From: Anthony Liguori <aliguori@us.ibm.com>
To: Michael Roth <mdroth@linux.vnet.ibm.com>
Cc: aliguori@linux.vnet.ibm.com, agl@linux.vnet.ibm.com,
qemu-devel@nongnu.org, Jes.Sorensen@redhat.com
Subject: [Qemu-devel] Re: [RFC][PATCH v1 01/12] json-lexer: make lexer error-recovery more deterministic
Date: Fri, 25 Mar 2011 16:18:11 -0500 [thread overview]
Message-ID: <4D8D0693.5090409@us.ibm.com> (raw)

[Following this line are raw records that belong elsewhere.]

// ==========================================
// 企业名录系统 - 配置管理器
// ==========================================
// 职责: 配置加载、查询、覆写
// 存储: config_kv 表 (key-value + scope)
// ==========================================

use crate::config::import_config_trait::ImportConfigReader;
use crate::db::open_sqlite_connection;
use async_trait::async_trait;
use rusqlite::{params, Connection, OptionalExtension};
use std::error::Error;
use std::path::PathBuf;
use std::sync::{Arc, Mutex};

/// 默认并发查询上限
pub const DEFAULT_RESOLVER_CONCURRENCY: usize = 8;

// ==========================================
// ConfigManager - 配置管理器
// ==========================================
pub struct ConfigManager {
    conn: Arc<Mutex<Connection>>,
}

impl ConfigManager {
    /// 创建新的 ConfigManager 实例
    ///
    /// # 参数
    /// - db_path: 数据库文件路径
    pub fn new(db_path: &str) -> Result<Self, Box<dyn Error + Send + Sync>> {
        let conn = open_sqlite_connection(db_path)?;

        Ok(Self {
            conn: Arc::new(Mutex::new(conn)),
        })
    }

    /// 从已有连接创建 ConfigManager
    pub fn from_connection(conn: Arc<Mutex<Connection>>) -> Self {
        Self { conn }
    }

    /// 从 config_kv 表读取配置值（scope_id='global'）
    ///
    /// # 返回
    /// - Some(String): 配置值
    /// - None: 配置不存在
    fn get_config_value(&self, key: &str) -> Result<Option<String>, Box<dyn Error + Send + Sync>> {
        let conn = self.conn.lock().map_err(|e| format!("锁获取失败: {}", e))?;

        let value = conn
            .query_row(
                "SELECT value FROM config_kv WHERE scope_id = 'global' AND key = ?1",
                params![key],
                |row| row.get::<_, String>(0),
            )
            .optional()?;

        Ok(value)
    }

    /// 从 config_kv 表读取配置值，带默认值
    fn get_config_or_default(
        &self,
        key: &str,
        default: &str,
    ) -> Result<String, Box<dyn Error + Send + Sync>> {
        Ok(self
            .get_config_value(key)?
            .unwrap_or_else(|| default.to_string()))
    }

    /// 写入 global scope 配置（UPSERT）
    pub fn set_config_value(&self, key: &str, value: &str) -> Result<(), Box<dyn Error + Send + Sync>> {
        let conn = self.conn.lock().map_err(|e| format!("锁获取失败: {}", e))?;

        conn.execute(
            "INSERT INTO config_kv (scope_id, key, value) VALUES ('global', ?1, ?2)
             ON CONFLICT(scope_id, key) DO UPDATE SET value = ?2, updated_at = datetime('now')",
            params![key, value],
        )?;

        Ok(())
    }
}

// ==========================================
// ImportConfigReader Trait 实现
// ==========================================
#[async_trait]
impl ImportConfigReader for ConfigManager {
    async fn get_resolver_concurrency(&self) -> Result<usize, Box<dyn Error + Send + Sync>> {
        let default = DEFAULT_RESOLVER_CONCURRENCY.to_string();
        let value = self.get_config_or_default(config_keys::RESOLVER_CONCURRENCY, &default)?;
        let parsed = value.trim().parse::<usize>().unwrap_or_else(|_| {
            tracing::warn!(
                config_key = config_keys::RESOLVER_CONCURRENCY,
                raw_value = %value,
                "并发配置格式错误，使用默认值"
            );
            DEFAULT_RESOLVER_CONCURRENCY
        });
        Ok(parsed.max(1))
    }

    async fn get_memoize_lookups(&self) -> Result<bool, Box<dyn Error + Send + Sync>> {
        let value = self.get_config_or_default(config_keys::MEMOIZE_LOOKUPS, "true")?;
        Ok(!matches!(
            value.trim().to_lowercase().as_str(),
            "0" | "false" | "no" | "off"
        ))
    }
}

// ==========================================
// 配置键常量
// ==========================================
pub mod config_keys {
    // 雇主名称解析
    pub const RESOLVER_CONCURRENCY: &str = "import_resolver_concurrency";
    pub const MEMOIZE_LOOKUPS: &str = "import_memoize_lookups";
}

/// 获取默认数据库路径
///
/// # 返回
/// - 环境变量 CORP_DIRECTORY_DB_PATH（非空时）
/// - 否则: 用户数据目录/corp-directory/corp_directory.db
/// - 取不到数据目录时: ./corp_directory.db
pub fn get_default_db_path() -> String {
    if let Ok(path) = std::env::var("CORP_DIRECTORY_DB_PATH") {
        let trimmed = path.trim();
        if !trimmed.is_empty() {
            return trimmed.to_string();
        }
    }

    let mut path = PathBuf::from("./corp_directory.db");

    if let Some(data_dir) = dirs::data_dir() {
        let dir = data_dir.join("corp-directory");
        // 目录创建失败时退回当前目录
        if std::fs::create_dir_all(&dir).is_ok() {
            path = dir.join("corp_directory.db");
        }
    }

    path.to_string_lossy().to_string()
}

In-Reply-To: <1301082479-4058-2-git-send-email-mdroth@linux.vnet.ibm.com>
On 03/25/2011 02:47 PM, Michael Roth wrote:
> Currently when we reach an error state we effectively flush everything
> fed to the lexer, which can put us in a state where we keep feeding
> tokens into the parser at arbitrary offsets in the stream. This makes it
> difficult for the lexer/tokenizer/parser to get back in sync when bad
> input is made by the client.
>
> With these changes we emit an error state/token up to the tokenizer as
> soon as we reach an error state, and continue processing any data passed
> in rather than bailing out. The reset token will be used to reset the
> tokenizer and parser, such that they'll recover state as soon as the
> lexer begins generating valid token sequences again.
>
> We also map chr(0xFF) to an error state here, since it's an invalid
> UTF-8 character. QMP guest proxy/agent use this to force a flush/reset
> of previous input for reliable delivery of certain events, so also we
> document that thoroughly here.
>
> Signed-off-by: Michael Roth<mdroth@linux.vnet.ibm.com>
> ---
> json-lexer.c | 22 ++++++++++++++++++----
> json-lexer.h | 1 +
> 2 files changed, 19 insertions(+), 4 deletions(-)
>
> diff --git a/json-lexer.c b/json-lexer.c
> index 3462c89..21aa03a 100644
> --- a/json-lexer.c
> +++ b/json-lexer.c
> @@ -105,7 +105,7 @@ static const uint8_t json_lexer[][256] = {
> ['u'] = IN_DQ_UCODE0,
> },
> [IN_DQ_STRING] = {
> - [1 ... 0xFF] = IN_DQ_STRING,
> + [1 ... 0xFE] = IN_DQ_STRING,
We also need to exclude 192, 193, 245-254 as these are all invalid bytes
in a UTF-8 sequence. See http://en.wikipedia.org/wiki/UTF-8#Codepage_layout
We probably ought to actually handle UTF-8 extend byte sequences in the
lexer but we can keep this as a future exercise.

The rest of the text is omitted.